If a half dose of the protein (the gene product) is NOT enough, then the condition will show. It is then termed dominant (because of “haploinsufficiency”, as in the blood disorders called the porphyrias). Another way in which a genetic condition may cause disease even if one copy of the gene is working normally is when the product of the mutated gene actively interferes with the protein product of the intact copy of the gene or with some other cellular processes (a “dominant negative” mechanism). This occurs over time in Huntington’s disease. If mutations are likely to occur at some stage in the intact copy of a “tumour-suppressor gene”, then a predisposition to tumours may be passed as a dominant condition from one generation to the next as a familial type of cancer. Whether or not a tumour or a cancer actually occurs will depend upon chance – whether the other (intact) copy of the gene mutates spontaneously so that the cell is left without either copy of the gene working to suppress tumours. Finally, for now, if the proteins produced by a gene assemble into larger molecules – perhaps into chains of a structural protein such as a collagen or a fibrillin – then having one intact copy of the gene will not be good enough. As the building blocks produced by the altered copy of the gene will not assemble properly; the larger structures assembled from both types of protein will break up too easily (as in Marfan syndrome, for example). In that case, having a complete deletion of the gene is better than having a slightly altered copy – no gene product is better than a slightly altered protein, as all the components of the larger structural protein will work well if one copy of the gene is missing but not if 50% are present but faulty; that would be like building a house from bricks when 50% of them are going to crumble in wet weather.

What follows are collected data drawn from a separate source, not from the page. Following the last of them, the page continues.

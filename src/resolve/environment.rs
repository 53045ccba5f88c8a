//! Environment detection: should this run be non-interactive?
//!
//! The answer comes from an ordered list of checks, first match wins:
//! the explicit `--non-interactive` flag, the `GENFORGE_NON_INTERACTIVE`
//! variable, CI heuristics, and finally whether stdin is a terminal.
//! Environment and terminal access sit behind traits so every check can be
//! exercised with fakes.

use serde::Serialize;
use std::collections::HashMap;
use std::fmt;
use std::io::IsTerminal;

/// Boolean override variable for non-interactive runs
pub const NON_INTERACTIVE_ENV: &str = "GENFORGE_NON_INTERACTIVE";

/// Variables set by common CI providers
const CI_VARIABLES: &[&str] = &[
    "CI",
    "CONTINUOUS_INTEGRATION",
    "GITHUB_ACTIONS",
    "GITLAB_CI",
    "CIRCLECI",
    "TRAVIS",
    "JENKINS_URL",
    "BUILDKITE",
    "TF_BUILD",
    "TEAMCITY_VERSION",
    "BUILD_NUMBER",
];

/// Read access to environment variables
pub trait EnvSource: Send + Sync {
    fn var(&self, key: &str) -> Option<String>;
}

/// The real process environment
#[derive(Debug, Default, Clone, Copy)]
pub struct ProcessEnv;

impl EnvSource for ProcessEnv {
    fn var(&self, key: &str) -> Option<String> {
        std::env::var(key).ok()
    }
}

/// A fixed set of variables
#[derive(Debug, Default, Clone)]
pub struct MapEnv(HashMap<String, String>);

impl MapEnv {
    pub fn new<I, K, V>(vars: I) -> Self
    where
        I: IntoIterator<Item = (K, V)>,
        K: Into<String>,
        V: Into<String>,
    {
        Self(vars.into_iter().map(|(k, v)| (k.into(), v.into())).collect())
    }
}

impl EnvSource for MapEnv {
    fn var(&self, key: &str) -> Option<String> {
        self.0.get(key).cloned()
    }
}

/// Answers whether standard input is attached to a terminal
pub trait TerminalProbe: Send + Sync {
    fn stdin_is_terminal(&self) -> bool;
}

#[derive(Debug, Default, Clone, Copy)]
pub struct StdinProbe;

impl TerminalProbe for StdinProbe {
    fn stdin_is_terminal(&self) -> bool {
        std::io::stdin().is_terminal()
    }
}

/// A probe with a predetermined answer
#[derive(Debug, Clone, Copy)]
pub struct FixedTerminal(pub bool);

impl TerminalProbe for FixedTerminal {
    fn stdin_is_terminal(&self) -> bool {
        self.0
    }
}

/// Parse a boolean string: `true|1|yes|on` and `false|0|no|off`
pub fn parse_bool(value: &str) -> Option<bool> {
    match value.trim().to_ascii_lowercase().as_str() {
        "true" | "1" | "yes" | "on" => Some(true),
        "false" | "0" | "no" | "off" => Some(false),
        _ => None,
    }
}

/// Read a boolean variable, falling back to `default` when unset or unrecognized
pub fn env_bool(env: &dyn EnvSource, key: &str, default: bool) -> bool {
    env.var(key)
        .and_then(|value| parse_bool(&value))
        .unwrap_or(default)
}

/// Whether any known CI variable is set to something other than a falsy value
pub fn is_ci(env: &dyn EnvSource) -> bool {
    CI_VARIABLES.iter().any(|key| match env.var(key) {
        Some(value) => !value.trim().is_empty() && parse_bool(&value) != Some(false),
        None => false,
    })
}

/// Which check decided the outcome
#[derive(Debug, Clone, Copy, PartialEq, Eq, Serialize)]
#[serde(rename_all = "kebab-case")]
pub enum DetectionReason {
    ExplicitFlag,
    EnvOverride,
    Ci,
    PipedStdin,
    /// No check matched: interactive
    Terminal,
}

impl fmt::Display for DetectionReason {
    fn fmt(&self, f: &mut fmt::Formatter<'_>) -> fmt::Result {
        f.write_str(match self {
            Self::ExplicitFlag => "explicit-flag",
            Self::EnvOverride => "env-override",
            Self::Ci => "ci",
            Self::PipedStdin => "piped-stdin",
            Self::Terminal => "terminal",
        })
    }
}

#[derive(Debug, Clone, Copy, PartialEq, Eq, Serialize)]
pub struct Detection {
    pub non_interactive: bool,
    pub reason: DetectionReason,
}

impl Detection {
    pub fn interactive() -> Self {
        Self {
            non_interactive: false,
            reason: DetectionReason::Terminal,
        }
    }

    pub fn non_interactive(reason: DetectionReason) -> Self {
        Self {
            non_interactive: true,
            reason,
        }
    }
}

type Check<'a> = (DetectionReason, Box<dyn Fn() -> bool + 'a>);

pub struct EnvironmentDetector {
    env: Box<dyn EnvSource>,
    terminal: Box<dyn TerminalProbe>,
    explicit_flag: bool,
}

impl EnvironmentDetector {
    pub fn new(env: impl EnvSource + 'static, terminal: impl TerminalProbe + 'static) -> Self {
        Self {
            env: Box::new(env),
            terminal: Box::new(terminal),
            explicit_flag: false,
        }
    }

    /// Detector over the real environment and stdin
    pub fn from_process() -> Self {
        Self::new(ProcessEnv, StdinProbe)
    }

    /// Record whether `--non-interactive` was passed
    pub fn with_explicit_flag(mut self, non_interactive: bool) -> Self {
        self.explicit_flag = non_interactive;
        self
    }

    fn checks(&self) -> Vec<Check<'_>> {
        let explicit_flag: Box<dyn Fn() -> bool + '_> = Box::new(move || self.explicit_flag);
        let env_override: Box<dyn Fn() -> bool + '_> =
            Box::new(move || env_bool(&*self.env, NON_INTERACTIVE_ENV, false));
        let ci: Box<dyn Fn() -> bool + '_> = Box::new(move || is_ci(&*self.env));
        let piped_stdin: Box<dyn Fn() -> bool + '_> =
            Box::new(move || !self.terminal.stdin_is_terminal());

        vec![
            (DetectionReason::ExplicitFlag, explicit_flag),
            (DetectionReason::EnvOverride, env_override),
            (DetectionReason::Ci, ci),
            (DetectionReason::PipedStdin, piped_stdin),
        ]
    }

    /// Run the checks in order and report the first that matched
    pub fn detect(&self) -> Detection {
        self.checks()
            .into_iter()
            .find(|(_, check)| check())
            .map(|(reason, _)| Detection::non_interactive(reason))
            .unwrap_or_else(Detection::interactive)
    }
}

impl fmt::Debug for EnvironmentDetector {
    fn fmt(&self, f: &mut fmt::Formatter<'_>) -> fmt::Result {
        f.debug_struct("EnvironmentDetector")
            .field("explicit_flag", &self.explicit_flag)
            .finish_non_exhaustive()
    }
}

#[cfg(test)]
mod tests {
    use super::*;

    fn detector(vars: &[(&str, &str)], tty: bool) -> EnvironmentDetector {
        EnvironmentDetector::new(MapEnv::new(vars.iter().copied()), FixedTerminal(tty))
    }

    #[test]
    fn test_parse_bool() {
        for truthy in ["true", "1", "yes", "on", " TRUE ", "On"] {
            assert_eq!(parse_bool(truthy), Some(true), "{}", truthy);
        }
        for falsy in ["false", "0", "no", "off", "NO"] {
            assert_eq!(parse_bool(falsy), Some(false), "{}", falsy);
        }
        assert_eq!(parse_bool("maybe"), None);
        assert_eq!(parse_bool(""), None);
    }

    #[test]
    fn test_env_bool_default() {
        let env = MapEnv::new([("A", "sure"), ("B", "off")]);
        assert!(env_bool(&env, "A", true));
        assert!(!env_bool(&env, "A", false));
        assert!(!env_bool(&env, "B", true));
        assert!(env_bool(&env, "MISSING", true));
    }

    #[test]
    fn test_ci_detection() {
        assert!(is_ci(&MapEnv::new([("CI", "true")])));
        assert!(is_ci(&MapEnv::new([("GITHUB_ACTIONS", "true")])));
        assert!(is_ci(&MapEnv::new([("JENKINS_URL", "http://ci.local")])));
        assert!(!is_ci(&MapEnv::new([("CI", "false")])));
        assert!(!is_ci(&MapEnv::new([("CI", "")])));
        assert!(!is_ci(&MapEnv::default()));
    }

    #[test]
    fn test_terminal_without_signals_is_interactive() {
        let detection = detector(&[], true).detect();
        assert_eq!(detection, Detection::interactive());
    }

    #[test]
    fn test_piped_stdin_is_non_interactive() {
        let detection = detector(&[], false).detect();
        assert!(detection.non_interactive);
        assert_eq!(detection.reason, DetectionReason::PipedStdin);
    }

    #[test]
    fn test_explicit_flag_wins_first() {
        let detection = detector(&[(NON_INTERACTIVE_ENV, "1"), ("CI", "1")], false)
            .with_explicit_flag(true)
            .detect();
        assert_eq!(detection.reason, DetectionReason::ExplicitFlag);
    }

    #[test]
    fn test_env_override_before_ci() {
        let detection = detector(&[(NON_INTERACTIVE_ENV, "yes"), ("CI", "1")], true).detect();
        assert_eq!(detection.reason, DetectionReason::EnvOverride);
    }

    #[test]
    fn test_falsy_override_falls_through_to_ci() {
        let detection = detector(&[(NON_INTERACTIVE_ENV, "no"), ("CI", "1")], true).detect();
        assert_eq!(detection.reason, DetectionReason::Ci);
    }

    #[test]
    fn test_unrecognized_override_uses_default() {
        assert!(
            !detector(&[(NON_INTERACTIVE_ENV, "perhaps")], true)
                .detect()
                .non_interactive
        );
    }

    #[test]
    fn test_reason_display_matches_serialized_name() {
        for reason in [
            DetectionReason::ExplicitFlag,
            DetectionReason::EnvOverride,
            DetectionReason::Ci,
            DetectionReason::PipedStdin,
            DetectionReason::Terminal,
        ] {
            let serialized = serde_json::to_value(reason).unwrap();
            assert_eq!(serialized, reason.to_string());
        }
    }
}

This area is tricky but interesting. If you have a dominant type of ED, you may be interested to find out just why the ED has developed despite the one intact copy of the gene. If you are female and show marked features of HED, you may wish to know whether you have XHED and have been unlucky or whether you have an autosomal (either dominant or recessive) type of HED. You could ask your local genetic counsellor or clinical geneticist.